Participating companies pay the offset for all their shipments. Individuals can set up an account to pay the offset for purchases from non-Green Shipping businesses.
The offsets are wind credits, purchased from Bonneville Environmental Foundation, a Portland, Ore., nonprofit. Green Shipping makes its money by buying the wind credits at a bulk discount and selling them at BEF’s retail price.
One early adopter of Green Shipping is David Gee, owner of Oregon Growers & Shippers, who buys offsets for the 20-25 shipments his company makes each day.
“It’s just a few pennies per shipment, that’s a small price to pay and I know it goes to the right people,” said Gee. “I think it’s a start, it is something people should be thinking about."
Like many nebulous environmental topics, carbon offsets can be good, green investments; a virtual way to assuage one’s overzealous consumerism; or scams used to prey on environmental guilt.
“You’re actually buying something that is almost a virtual product, so you have to be careful about the sources you buy from,” said Whiteman.
There are some safeguards to look for when purchasing offsets. BEF is certified by Green-e, an independent certification program for greenhouse gas emission reduction.
The Federal Trade Commission (FTC) is on the lookout for carbon offset scams. Laura DeMartino, assistant director of the FTC’s division of enforcement, said the explosion in eco-friendly businesses needs special attention, especially with such wispy terms as “carbon offset.”
“It’s not like an apple, that you can hold in your hand and say, 'It’s red, it’s crisp.' You can’t verify a carbon offset for yourself,” said DeMartino.
She said consumers should look for a reputable third party “seal of approval,” like those from Green-e. There’s more information in the FTC’s Green Guides.
“We also want to do some education. If people don’t absolutely have to have a package overnight, we want to teach them the greenest way to have their items shipped,” said Whiteman.
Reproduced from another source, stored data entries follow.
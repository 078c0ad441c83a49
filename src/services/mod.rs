pub mod auth;
pub mod cart;
pub mod catalog;
pub mod exhibition;
pub mod notification;
pub mod order;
Green Shipping is part of a larger project, Green Ventures, that Whiteman started. He’s a serious outdoors guy. His Twitter profile: “Windsurfing and mountain biking addict living the dream in Hood River, Oregon.” With degrees in physics and electrical engineering and years of experience in the semiconductor business, Whiteman used his own money to get GreenShipping up and running.